Input Data Requirements
This function works on NgsData objects.
- The module can be run on all references, customized references, or a filtered by region set of references. In most cases, references will be chromosomes.
- The module can also be run on all observations, visible observations, selected observations, or customized observations.
- Output format - The user can specify the desired output format.
For example, selecting "UNPAIRED+UNMAPPED_FASTQ_GZ" will extract unmapped and unpaired reads, and save them in fastq.gz format. Output options separated by + indicate multiple output files, for each descriptor.
- SAM: Extracts all entries to Sequence Alignment/MAP (SAM) alignment format.
- BAM: Extracts all entries to Binary SAM (BAM) alignment format.
- FASTQ_GZ: Extracts all entries to unaligned FASTQ format.
- UNPAIRED+UNMAPPED_FASTQ_GZ: For paired-end data, will extract all unmapped reads, including the unmapped read from a "singleton" read-pair.
- FASTA: Extracts all entries to FASTA format.
- MAPPED_PAIRED: Extracts all entries where both reads of a pair were properly mapped, as BAM format.
- MAPPED+UNMAPPED: For single-end data, extracts all mapped and unmapped reads as separate files.
- PAIRED+UNPAIRED+UNMAPPED: For paired-end data, extracts all mapped/paired (both reads mapped), the mapped read from a "singleton" read pair, and unmapped entries (including unmapped reads from a "singleton" read pair).
- BED: Extracts coverage data for every entry, as BED format.
- UNMAPPED: Extracts all unmapped reads (entries) to FASTQ format.
- UNMAPPED_BAM: Extracts all unmapped reads (entries) to BAM format, using the following UNMAPPED_BAM logic.
|Export Function||File Extension||Both reads mapped||Read 1 mapped, Read 2 unmapped||Neither Read mapped|
|SAM||.SAM||Read 1, Read 2||Read 1, Read 2||Read 1, Read 2|
|BAM||.BAM||Read 1, Read 2||Read 1, Read 2||Read 1, Read 2|
|FASTQ_GZ||.1.FASTQ||Read 1||Read 1||Read 1|
|FASTQ_GZ||.2.FASTQ||Read 2||Read 2||Read 2|
|UNPAIRED+UNMAPPED_FASTQ_GZ||.2.FASTQ||Read 1||Read 2|
|FASTA||.FASTA||Read 1, Read 2||Read 1, Read 2||Read 1, Read 2|
|MAPPED+UNMAPPED UnmappedFastq||.UNMAPPED.FASTQ||Read 2||Read 1, Read 2|
|MAPPED+UNMAPPED MappedSam||.MAPPED.SAM||Read 1, Read 2||Read 1|
|PAIRED+UNPAIRED+UNMAPPED Paired.Sam||.PAIRED.SAM||Read 1, Read 2|
|PAIRED+UNPAIRED+UNMAPPED Unpaired.Sam||.UNPAIRED.SAM||Read 1|
|PAIRED+UNPAIRED+UNMAPPED Unmapped.fastq||.UNMAPPED.FASTQ||Read 2||Read 1, Read 2|
|BED||.BED||Read 1, Read 2||Read 1|
|UNMAPPED||.FASTQ||Read 2||Read 1, Read 2|
|UNMAPPED_BAM||.BAM (*Special Logic)||Special Logic||Special Logic|
Export unmapped reads
The option to "keep unmapped reads" must be checked during alignment in order to recover these reads using the Export NGS data option later on.

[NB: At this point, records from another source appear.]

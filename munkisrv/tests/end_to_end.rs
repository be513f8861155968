// SPDX-License-Identifier: MIT
// Copyright (c) Microsoft Corporation.

use std::{
    net::SocketAddr,
    pin::Pin,
    str::FromStr,
    time::{SystemTime, UNIX_EPOCH},
};

use anyhow::Context;
use http_body_util::{BodyExt, Empty};
use hyper::{body::Bytes, client::conn::http1, header, Method, Request, Response, StatusCode};
use hyper_util::rt::TokioIo;
use munkisrv::{
    config::{CloudfrontConfig, Config, ServerConfig, TlsConfig},
    error::ValidationError,
    server,
};
use munkisrv_test::{create_pki, create_repo, keys, sample, Pki};
use openssl::ssl::{SslConnector, SslFiletype, SslMethod, SslVersion};
use tokio::{
    io::{AsyncRead, AsyncWrite},
    net::TcpStream,
};
use tokio_openssl::SslStream;
use url::Url;

const CDN_BASE: &str = "https://cdn.example.com/munki";
const KEY_ID: &str = "K2JCJMDEHXQW5F";

struct Instance {
    pub listener: server::Listener,
    // Dropping TempDir cleans up the directory, but it needs to live to the end of the test.
    #[allow(dead_code)]
    pub repo_dir: tempfile::TempDir,
}

async fn create_instance(tls: TlsConfig) -> anyhow::Result<Instance> {
    let repo_dir = create_repo()?;
    let config = Config {
        server: ServerConfig {
            listen_address: SocketAddr::from_str("127.0.0.1:0")?,
            repo_directory: repo_dir.path().to_path_buf(),
        },
        cloudfront: CloudfrontConfig {
            url: CDN_BASE.to_string(),
            key_id: KEY_ID.to_string(),
            private_key: keys::RSA_PKCS1_FIXTURE.to_string(),
        },
        tls,
    };
    let listener = server::listen(config).await?;

    Ok(Instance { listener, repo_dir })
}

fn tls_config(pki: &Pki) -> TlsConfig {
    TlsConfig {
        enabled: true,
        cert_file: Some(pki.server_certificate.clone()),
        key_file: Some(pki.server_private_key.clone()),
        ..Default::default()
    }
}

/// Send one request over an established connection and collect the response body.
async fn request<S>(stream: S, method: Method, path: &str) -> anyhow::Result<Response<Bytes>>
where
    S: AsyncRead + AsyncWrite + Unpin + Send + 'static,
{
    let (mut sender, connection) = http1::handshake(TokioIo::new(stream)).await?;
    tokio::spawn(connection);

    let request = Request::builder()
        .method(method)
        .uri(path)
        .header(header::HOST, "localhost")
        .body(Empty::<Bytes>::new())?;
    let (parts, body) = sender.send_request(request).await?.into_parts();
    let body = body.collect().await?.to_bytes();

    Ok(Response::from_parts(parts, body))
}

async fn http_request(
    addr: SocketAddr,
    method: Method,
    path: &str,
) -> anyhow::Result<Response<Bytes>> {
    let stream = TcpStream::connect(addr).await?;
    request(stream, method, path).await
}

#[derive(Default)]
struct ClientOptions {
    with_certificate: bool,
    max_version: Option<SslVersion>,
}

async fn tls_connect(
    addr: SocketAddr,
    pki: &Pki,
    options: ClientOptions,
) -> anyhow::Result<SslStream<TcpStream>> {
    let mut connector = SslConnector::builder(SslMethod::tls_client())?;
    connector.set_ca_file(&pki.ca_certificate)?;
    if options.with_certificate {
        connector.set_certificate_file(&pki.client_certificate, SslFiletype::PEM)?;
        connector.set_private_key_file(&pki.client_private_key, SslFiletype::PEM)?;
    }
    connector.set_max_proto_version(options.max_version)?;
    let ssl = connector.build().configure()?.into_ssl("localhost")?;

    let tcp_stream = TcpStream::connect(addr).await?;
    let mut stream = SslStream::new(ssl, tcp_stream)?;
    Pin::new(&mut stream).connect().await?;

    Ok(stream)
}

async fn https_request(
    addr: SocketAddr,
    pki: &Pki,
    options: ClientOptions,
    method: Method,
    path: &str,
) -> anyhow::Result<Response<Bytes>> {
    let stream = tls_connect(addr, pki, options).await?;
    request(stream, method, path).await
}

fn assert_signed_redirect(
    response: &Response<Bytes>,
    expected_resource: &str,
) -> anyhow::Result<()> {
    assert_eq!(response.status(), StatusCode::TEMPORARY_REDIRECT);
    let location = response
        .headers()
        .get(header::LOCATION)
        .context("no Location header")?
        .to_str()?;
    assert!(
        location.starts_with(&format!("{expected_resource}?Expires=")),
        "unexpected Location: {location}"
    );

    let location = Url::parse(location)?;
    let expires: u64 = location
        .query_pairs()
        .find(|(key, _)| key == "Expires")
        .context("no Expires parameter")?
        .1
        .parse()?;
    let now = SystemTime::now().duration_since(UNIX_EPOCH)?.as_secs();
    assert!(expires > now + 3500 && expires <= now + 3600);
    assert!(location.query_pairs().any(|(key, _)| key == "Signature"));
    assert!(location
        .query_pairs()
        .any(|(key, value)| key == "Key-Pair-Id" && value == KEY_ID));

    Ok(())
}

#[tokio::test]
async fn plain_http() -> anyhow::Result<()> {
    let instance = create_instance(TlsConfig::default()).await?;
    let addr = instance.listener.local_addr();
    assert!(!instance.listener.is_tls());

    let response = http_request(addr, Method::GET, "/repo/pkgs/apps/Firefox-120.0.pkg").await?;
    assert_signed_redirect(&response, "https://cdn.example.com/munki/apps/Firefox-120.0.pkg")?;
    assert!(response.body().is_empty());

    let response = http_request(addr, Method::HEAD, "/repo/pkgs/apps/Firefox-120.0.pkg").await?;
    assert_signed_redirect(&response, "https://cdn.example.com/munki/apps/Firefox-120.0.pkg")?;

    let response = http_request(addr, Method::GET, "/healthz").await?;
    assert_eq!(response.status(), StatusCode::OK);

    let response = http_request(addr, Method::GET, "/repo/catalogs/all").await?;
    assert_eq!(response.status(), StatusCode::OK);
    assert_eq!(response.body(), sample::CATALOG.as_bytes());

    let response = http_request(addr, Method::GET, "/repo/catalogs/does-not-exist").await?;
    assert_eq!(response.status(), StatusCode::NOT_FOUND);

    for path in [
        "/repo/pkgs/apps/../../catalogs/all",
        "/repo/pkgs/apps%2F..%2F..%2Fsecret.pkg",
    ] {
        let response = http_request(addr, Method::GET, path).await?;
        assert_eq!(response.status(), StatusCode::BAD_REQUEST, "{path}");
        assert!(response.headers().get(header::LOCATION).is_none());
    }

    instance.listener.halt().await?;
    Ok(())
}

#[tokio::test]
async fn halt_stops_listening() -> anyhow::Result<()> {
    let instance = create_instance(TlsConfig::default()).await?;
    let addr = instance.listener.local_addr();
    let response = http_request(addr, Method::GET, "/healthz").await?;
    assert_eq!(response.status(), StatusCode::OK);

    let halt_token = instance.listener.halt_token();
    halt_token.cancel();
    instance.listener.wait_to_finish().await?;
    assert!(http_request(addr, Method::GET, "/healthz").await.is_err());

    Ok(())
}

#[tokio::test]
async fn tls() -> anyhow::Result<()> {
    let pki = create_pki()?;
    let instance = create_instance(tls_config(&pki)).await?;
    let addr = instance.listener.local_addr();
    assert!(instance.listener.is_tls());

    let response =
        https_request(addr, &pki, ClientOptions::default(), Method::GET, "/healthz").await?;
    assert_eq!(response.status(), StatusCode::OK);

    let response = https_request(
        addr,
        &pki,
        ClientOptions::default(),
        Method::GET,
        "/repo/pkgs/apps/Firefox-120.0.pkg",
    )
    .await?;
    assert_signed_redirect(&response, "https://cdn.example.com/munki/apps/Firefox-120.0.pkg")?;

    // Plain HTTP on the TLS port gets nothing useful back.
    assert!(http_request(addr, Method::GET, "/healthz").await.is_err());

    // The listener keeps working after a failed handshake.
    let response =
        https_request(addr, &pki, ClientOptions::default(), Method::GET, "/healthz").await?;
    assert_eq!(response.status(), StatusCode::OK);

    instance.listener.halt().await?;
    Ok(())
}

#[tokio::test]
async fn tls_minimum_version() -> anyhow::Result<()> {
    let pki = create_pki()?;
    let instance = create_instance(TlsConfig {
        min_version: Some("1.3".to_string()),
        ..tls_config(&pki)
    })
    .await?;
    let addr = instance.listener.local_addr();

    let result = https_request(
        addr,
        &pki,
        ClientOptions {
            max_version: Some(SslVersion::TLS1_2),
            ..Default::default()
        },
        Method::GET,
        "/healthz",
    )
    .await;
    assert!(result.is_err());

    let response =
        https_request(addr, &pki, ClientOptions::default(), Method::GET, "/healthz").await?;
    assert_eq!(response.status(), StatusCode::OK);

    instance.listener.halt().await?;
    Ok(())
}

#[tokio::test]
async fn mutual_tls() -> anyhow::Result<()> {
    let pki = create_pki()?;
    let instance = create_instance(TlsConfig {
        ca_file: Some(pki.ca_certificate.clone()),
        client_auth: Some("require-and-verify".to_string()),
        ..tls_config(&pki)
    })
    .await?;
    let addr = instance.listener.local_addr();

    let with_certificate = || ClientOptions {
        with_certificate: true,
        ..Default::default()
    };
    let response =
        https_request(addr, &pki, with_certificate(), Method::GET, "/healthz").await?;
    assert_eq!(response.status(), StatusCode::OK);

    // With TLS 1.3 the client may finish its side of the handshake before the server
    // rejects it, so the failure can surface on the request rather than the connect.
    let result =
        https_request(addr, &pki, ClientOptions::default(), Method::GET, "/healthz").await;
    assert!(result.is_err(), "request without a certificate succeeded: {result:?}");

    let response = https_request(
        addr,
        &pki,
        with_certificate(),
        Method::GET,
        "/repo/pkgs/apps/Firefox-120.0.pkg",
    )
    .await?;
    assert_signed_redirect(&response, "https://cdn.example.com/munki/apps/Firefox-120.0.pkg")?;

    instance.listener.halt().await?;
    Ok(())
}

#[tokio::test]
async fn optional_client_certificate() -> anyhow::Result<()> {
    let pki = create_pki()?;
    let instance = create_instance(TlsConfig {
        ca_file: Some(pki.ca_certificate.clone()),
        client_auth: Some("verify-if-given".to_string()),
        ..tls_config(&pki)
    })
    .await?;
    let addr = instance.listener.local_addr();

    let response =
        https_request(addr, &pki, ClientOptions::default(), Method::GET, "/healthz").await?;
    assert_eq!(response.status(), StatusCode::OK);
    let response = https_request(
        addr,
        &pki,
        ClientOptions {
            with_certificate: true,
            ..Default::default()
        },
        Method::GET,
        "/healthz",
    )
    .await?;
    assert_eq!(response.status(), StatusCode::OK);

    instance.listener.halt().await?;
    Ok(())
}

#[tokio::test]
async fn invalid_tls_config_is_fatal() -> anyhow::Result<()> {
    let pki = create_pki()?;

    let result = create_instance(TlsConfig {
        cert_file: None,
        ..tls_config(&pki)
    })
    .await;
    let error = result.err().context("listen should fail without a certificate")?;
    assert_eq!(
        error.downcast_ref::<ValidationError>(),
        Some(&ValidationError::CertFileRequired)
    );

    let result = create_instance(TlsConfig {
        client_auth: Some("require".to_string()),
        ..tls_config(&pki)
    })
    .await;
    let error = result.err().context("listen should fail without a CA")?;
    assert_eq!(
        error.downcast_ref::<ValidationError>(),
        Some(&ValidationError::CaFileRequired("require".to_string()))
    );

    let result = create_instance(TlsConfig {
        key_file: Some(pki.unrelated_private_key.clone()),
        ..tls_config(&pki)
    })
    .await;
    assert!(result.is_err());

    Ok(())
}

It can be used in mapping xenograft sequencing data. So after aligning xenograft sequencing to one genome (say mouse), then using this function will output fastq.gz file(s) with unpaired and unmapped reads. Then the fastq.gz file can be aligned to another genome (say human) to get cleaner result.
- Exclude singletons (for paired-end mode) - Will not export reads where only one read of the pair mapped to the same region.
- Exclude multi-reads - Multi reads are considered non-unique (i.e. reads that align to multiple genomic locations with equal or similar numbers of mismatches). Selecting this option will include unique reads only when exporting the data .
- Output folder - User can specify for the output folder.